Fresh Off the Boat has something many sitcom debuts would kill for, especially the popular subgenre of nostalgia-coms narrated by the protagonist, always a kid during the events of the show, but as an adult later remembering the events of his childhood (and it’s almost always a his). In Fresh off the Boat, the emotional foundation that underpins the show works.
Most of these nostalgia-coms are extremely generic and trope-y. There’s a hard-ass, emotionally distant father (think, The Goldbergs), a fussy more-attentive mother who puts up with him, a somewhat down-to -earth protagonist and a couple of wacky siblings. The world of Fresh Off the Boat is certainly wacky, but the wackiness is primarily by way of the world; the family members are the relative normal ones, compared to everything that surrounds them. And that makes perfect sense within the premise of Fresh Off the Boat. This premise involves an Taiwanese-American family moving from Washington DC, where they have friends, family, and Taiwanese culture, to Orlando where they have none of these in order so the patriarch, Louis, can open his own restaurant.
Because sitcoms featuring Asian-American families are so rare and in particular because this sitcom is deliberately taking on the immigrant experience and generational assimilation into American culture, there is a potentially unfair weight on the show straight away. It’s on Fresh Off the Boat to authentically, sympathetically, and accurately portray this experience while hopefully having the freedom to develop real characters who are not mere archetypes. While I can’t speak to the immigrant struggle from a first person perspective, I can speak to the qualities of emotional connection and depth of character on television, and Fresh Off the Boat does an impressive job of developing these qualities in just 21 minutes.
The family includes the father Louis, who is excited to be full-on American, opening his own Boulder Creek-style American western-motif restaurant. Jessica, his wife, is more wary of the move and was reluctant to leave her friends and family but is trying to make the best of it and encourages her children to do the same. Younger children Emory and Evan (I’m not sure which is which yet) have no trouble fitting in, while narrator Eddie is more like his mother, struggling to fit in in the mostly white suburbs. The members of the family clearly care for one another. Eddie’s childhood struggle feels real, and as obvious of a moment as it was, it was affecting when Eddie, who believes his parents have it in for him with their tough love, hears them stand up for him to his new principal. Childhood is a time of frequent doubt and it’s harder to fit in without believing your parents are on your side.

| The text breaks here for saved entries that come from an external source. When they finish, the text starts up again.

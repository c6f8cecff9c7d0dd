//! Scenario runner: wires the shared context, resource manager and scheduler,
//! runs the job graph and persists the output snapshot on the way out.
//!
//! A scenario definition only declares jobs and their dependencies; nothing
//! touches the backend until the scheduler starts.

use std::future::Future;
use std::sync::Arc;

use chrono::Utc;
use tracing::{error, info, warn};
use uuid::Uuid;

use crate::accounts::KeyRegistry;
use crate::backend::{Backend, QueryClient};
use crate::config::HarnessConfig;
use crate::context::Context;
use crate::error::{ScenarioError, UsageError};
use crate::job::{Flow, Job};
use crate::report::ScheduleReport;
use crate::resources::ResourceManager;
use crate::scheduler::Scheduler;
use crate::snapshot::{OutputSnapshot, SnapshotWriter};

/// Handed to the scenario definition to declare the job graph.
pub struct ScenarioBuilder<'a> {
    scheduler: &'a mut Scheduler,
    ctx: &'a Context,
}

impl ScenarioBuilder<'_> {
    pub fn job(&mut self, label: impl Into<String>, flows: Vec<Flow>) -> Result<Job, UsageError> {
        self.scheduler.create_job(label, flows)
    }

    pub fn env(&self) -> &HarnessConfig {
        &self.ctx.env
    }

    pub fn context(&self) -> &Context {
        self.ctx
    }
}

/// How the run ended.
#[derive(Debug, Clone, Copy, PartialEq, Eq)]
enum Exit {
    Completed,
    Interrupted,
    InvalidDefinition,
}

/// Result of one scenario run.
#[derive(Debug, Clone)]
pub struct ScenarioOutcome {
    pub report: ScheduleReport,
    pub snapshot: OutputSnapshot,
}

impl ScenarioOutcome {
    pub fn is_success(&self) -> bool {
        self.snapshot.success
    }

    /// 0 on full success, 130 when interrupted, 1 otherwise.
    pub fn exit_code(&self) -> i32 {
        if self.snapshot.interrupted {
            130
        } else if self.snapshot.success {
            0
        } else {
            1
        }
    }

    pub fn ensure_success(&self) -> Result<(), ScenarioError> {
        if self.snapshot.interrupted {
            return Err(ScenarioError::Interrupted);
        }
        self.report.ensure_success()
    }
}

pub struct ScenarioRunner {
    name: String,
    backend: Arc<dyn Backend>,
    query: Arc<dyn QueryClient>,
    env: Arc<HarnessConfig>,
    print_report: bool,
}

impl ScenarioRunner {
    pub fn new(
        name: impl Into<String>,
        backend: Arc<dyn Backend>,
        query: Arc<dyn QueryClient>,
        env: HarnessConfig,
    ) -> Self {
        Self {
            name: name.into(),
            backend,
            query,
            env: Arc::new(env),
            print_report: true,
        }
    }

    /// Skip printing the outcome table (it is still returned).
    pub fn quiet(mut self) -> Self {
        self.print_report = false;
        self
    }

    /// Run the scenario, treating Ctrl-C as an interrupt.
    pub async fn run<D>(self, define: D) -> Result<ScenarioOutcome, ScenarioError>
    where
        D: FnOnce(&mut ScenarioBuilder<'_>) -> Result<(), UsageError>,
    {
        self.run_until(define, async {
            if tokio::signal::ctrl_c().await.is_err() {
                warn!("could not install Ctrl-C handler");
                std::future::pending::<()>().await;
            }
        })
        .await
    }

    /// Run the scenario until it completes or `shutdown` resolves.
    ///
    /// The snapshot is written in both cases. Definition errors are returned
    /// after the snapshot is written.
    pub async fn run_until<D, S>(self, define: D, shutdown: S) -> Result<ScenarioOutcome, ScenarioError>
    where
        D: FnOnce(&mut ScenarioBuilder<'_>) -> Result<(), UsageError>,
        S: Future<Output = ()>,
    {
        let writer = SnapshotWriter::new(self.env.output_path.clone());
        let start_key_id = self.start_key_id(&writer).await;
        let keys = KeyRegistry::new(self.env.key_uri_prefix.clone(), start_key_id);
        let ctx = Context::new(
            self.backend.clone(),
            self.query.clone(),
            self.env.clone(),
            keys.clone(),
        );
        let resources = ResourceManager::new(
            &self.env.resource_limits,
            self.env.lock_poll_interval,
            self.env.lock_timeout,
        );

        let mut scheduler = Scheduler::new();
        let defined = {
            let mut builder = ScenarioBuilder {
                scheduler: &mut scheduler,
                ctx: &ctx,
            };
            define(&mut builder)
        };
        if let Err(usage) = defined {
            error!(scenario = %self.name, %usage, "invalid scenario definition");
            self.finish(&writer, &keys, ScheduleReport::default(), Exit::InvalidDefinition)
                .await?;
            return Err(usage.into());
        }

        info!(scenario = %self.name, start_key_id, "running scenario");
        let (report, exit) = tokio::select! {
            report = scheduler.run(ctx, resources) => (report?, Exit::Completed),
            _ = shutdown => {
                warn!(scenario = %self.name, "interrupted, writing snapshot");
                (ScheduleReport::from_jobs(scheduler.jobs()), Exit::Interrupted)
            }
        };

        self.finish(&writer, &keys, report, exit).await
    }

    /// An unreadable previous snapshot falls back to `start_key_id` so the
    /// run still reaches `finish` and overwrites it.
    async fn start_key_id(&self, writer: &SnapshotWriter) -> u64 {
        if !self.env.reuse_keys {
            return self.env.start_key_id;
        }
        let previous = match writer.load().await {
            Ok(snapshot) => snapshot.map(|s| s.next_key_id).unwrap_or(0),
            Err(e) => {
                warn!(
                    path = %writer.path().display(),
                    error = %e,
                    "previous snapshot unreadable, starting from START_KEY_ID"
                );
                0
            }
        };
        previous.max(self.env.start_key_id)
    }

    /// Single exit point: print the report and persist the snapshot.
    ///
    /// On interrupt, flows still parked on the abandoned scheduler may draw
    /// keys after the snapshot is taken, so `next_key_id` is pushed forward by
    /// `interrupt_key_margin` to keep a reusing run clear of them.
    async fn finish(
        &self,
        writer: &SnapshotWriter,
        keys: &KeyRegistry,
        report: ScheduleReport,
        exit: Exit,
    ) -> Result<ScenarioOutcome, ScenarioError> {
        if self.print_report {
            report.print();
        }
        let next_key_id = match exit {
            Exit::Interrupted => keys
                .next_key_id()
                .saturating_add(self.env.interrupt_key_margin),
            _ => keys.next_key_id(),
        };
        let snapshot = OutputSnapshot {
            run_id: Uuid::now_v7(),
            scenario: self.name.clone(),
            next_key_id,
            success: exit == Exit::Completed && report.is_success(),
            interrupted: exit == Exit::Interrupted,
            job_outcomes: report.outcomes(),
            finished_at: Utc::now(),
        };
        writer.write(&snapshot).await?;
        Ok(ScenarioOutcome { report, snapshot })
    }
}

#[cfg(test)]
mod tests {
    use super::*;
    use crate::job::{flow, JobOutcome};
    use crate::memory::MemoryChain;
    use anyhow::anyhow;
    use std::time::Duration;

    fn runner(name: &str, env: HarnessConfig) -> ScenarioRunner {
        let chain = Arc::new(MemoryChain::new());
        ScenarioRunner::new(name, chain.clone(), chain, env).quiet()
    }

    fn env_in(dir: &tempfile::TempDir) -> HarnessConfig {
        HarnessConfig {
            output_path: dir.path().join("output.json"),
            ..HarnessConfig::default()
        }
    }

    #[tokio::test(start_paused = true)]
    async fn test_successful_run_writes_snapshot() {
        let dir = tempfile::tempdir().unwrap();
        let outcome = runner("ok", env_in(&dir))
            .run_until(
                |s| {
                    s.job(
                        "accounts",
                        vec![flow(|props| async move {
                            props.ctx.keys.create_accounts(3);
                            Ok(())
                        })],
                    )?;
                    Ok(())
                },
                std::future::pending(),
            )
            .await
            .unwrap();

        assert!(outcome.is_success());
        assert_eq!(outcome.exit_code(), 0);
        assert_eq!(outcome.snapshot.next_key_id, 3);
        let saved = SnapshotWriter::new(dir.path().join("output.json"))
            .load()
            .await
            .unwrap()
            .unwrap();
        assert_eq!(saved.next_key_id, 3);
        assert_eq!(
            saved.job_outcomes,
            vec![("accounts".to_string(), JobOutcome::Succeeded)]
        );
    }

    #[tokio::test(start_paused = true)]
    async fn test_reuse_keys_continues_from_previous_snapshot() {
        let dir = tempfile::tempdir().unwrap();
        let define = |s: &mut ScenarioBuilder<'_>| -> Result<(), UsageError> {
            s.job(
                "one-account",
                vec![flow(|props| async move {
                    props.ctx.keys.create_account();
                    Ok(())
                })],
            )?;
            Ok(())
        };
        runner("first", env_in(&dir))
            .run_until(define, std::future::pending())
            .await
            .unwrap();

        let env = HarnessConfig {
            reuse_keys: true,
            ..env_in(&dir)
        };
        let second = runner("second", env)
            .run_until(define, std::future::pending())
            .await
            .unwrap();
        assert_eq!(second.snapshot.next_key_id, 2);
    }

    #[tokio::test(start_paused = true)]
    async fn test_failed_job_gives_exit_code_one() {
        let dir = tempfile::tempdir().unwrap();
        let outcome = runner("fails", env_in(&dir))
            .run_until(
                |s| {
                    s.job("broken", vec![flow(|_| async { Err(anyhow!("no")) })])?;
                    Ok(())
                },
                std::future::pending(),
            )
            .await
            .unwrap();
        assert!(!outcome.is_success());
        assert_eq!(outcome.exit_code(), 1);
        assert!(matches!(
            outcome.ensure_success(),
            Err(ScenarioError::JobsFailed { .. })
        ));
    }

    #[tokio::test(start_paused = true)]
    async fn test_interrupt_still_writes_snapshot() {
        let dir = tempfile::tempdir().unwrap();
        let outcome = runner("interrupted", env_in(&dir))
            .run_until(
                |s| {
                    s.job(
                        "forever",
                        vec![flow(|_| async {
                            tokio::time::sleep(Duration::from_secs(3600)).await;
                            Ok(())
                        })],
                    )?;
                    Ok(())
                },
                tokio::time::sleep(Duration::from_secs(5)),
            )
            .await
            .unwrap();

        assert_eq!(outcome.exit_code(), 130);
        assert_eq!(outcome.report.outcome_of("forever"), Some(JobOutcome::Pending));
        let saved = SnapshotWriter::new(dir.path().join("output.json"))
            .load()
            .await
            .unwrap()
            .unwrap();
        assert!(saved.interrupted);
        assert!(!saved.success);
        assert_eq!(saved.next_key_id, HarnessConfig::default().interrupt_key_margin);
    }

    #[tokio::test(start_paused = true)]
    async fn test_interrupt_leaves_key_margin_past_detached_flows() {
        let dir = tempfile::tempdir().unwrap();
        let env = HarnessConfig {
            interrupt_key_margin: 50,
            ..env_in(&dir)
        };
        let outcome = runner("interrupted", env)
            .run_until(
                |s| {
                    s.job(
                        "slow-keys",
                        vec![flow(|props| async move {
                            props.ctx.keys.create_accounts(2);
                            tokio::time::sleep(Duration::from_secs(3600)).await;
                            props.ctx.keys.create_account();
                            Ok(())
                        })],
                    )?;
                    Ok(())
                },
                tokio::time::sleep(Duration::from_secs(5)),
            )
            .await
            .unwrap();

        assert_eq!(outcome.exit_code(), 130);
        assert_eq!(outcome.snapshot.next_key_id, 52);
    }

    #[tokio::test(start_paused = true)]
    async fn test_corrupt_previous_snapshot_falls_back_to_start_key() {
        let dir = tempfile::tempdir().unwrap();
        let path = dir.path().join("output.json");
        tokio::fs::write(&path, "{not json").await.unwrap();

        let env = HarnessConfig {
            reuse_keys: true,
            start_key_id: 7,
            ..env_in(&dir)
        };
        let outcome = runner("after-corrupt", env)
            .run_until(
                |s| {
                    s.job(
                        "two-accounts",
                        vec![flow(|props| async move {
                            props.ctx.keys.create_accounts(2);
                            Ok(())
                        })],
                    )?;
                    Ok(())
                },
                std::future::pending(),
            )
            .await
            .unwrap();

        assert_eq!(outcome.exit_code(), 0);
        assert_eq!(outcome.snapshot.next_key_id, 9);
        let saved = SnapshotWriter::new(path).load().await.unwrap().unwrap();
        assert_eq!(saved.next_key_id, 9);
        assert!(saved.success);
    }

    #[tokio::test(start_paused = true)]
    async fn test_invalid_definition_is_a_usage_error() {
        let dir = tempfile::tempdir().unwrap();
        let err = runner("cyclic", env_in(&dir))
            .run_until(
                |s| {
                    let a = s.job("a", vec![])?;
                    let b = s.job("b", vec![])?;
                    a.requires(&b)?;
                    b.requires(&a)?;
                    Ok(())
                },
                std::future::pending(),
            )
            .await
            .unwrap_err();
        assert!(matches!(
            err,
            ScenarioError::Usage(UsageError::CyclicDependency { .. })
        ));
        assert!(dir.path().join("output.json").exists());
    }
}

These are all good things. The missing ingredient, which is rather important for something intended to be a comedy (and, make no mistake, even in this increasingly genre-less world, this is clearly intended as a comedy designed to make you laugh), is the comedy. I get the jokes; they’re not subtle, and they’re generally on the broader end of humor designed to appeal to people like me. ABC is exactly where this show should be, as the tone and style fits in with their block of family comedies like Modern Family, the recently deceased Suburgatory, and The Middle. But the jokes are just off most of the time. For example, there’s a cutaway, where Jessica negatively compares strolling the aisles at the immaculate American mega-supermarket to the calming experience of shopping at a Taiwanese market, where we see her batting people away and yelling. It’s an obvious joke, her opinion contrasting with what we see on screen, which could work, but it just doesn’t quite connect. These humor issues are hard to diagnose and can be difficult to fix, but are fixable. They fall on fine points of timing, chemistry. Fresh Off the Boat isn’t there yet.
Will I watch it again? I don’t know. I have a pretty crowded plate at this point, and while it ha strong points, the lack of any laughs means I don’t feel any urge to necessarily tune in immediately. I’ll wait and see.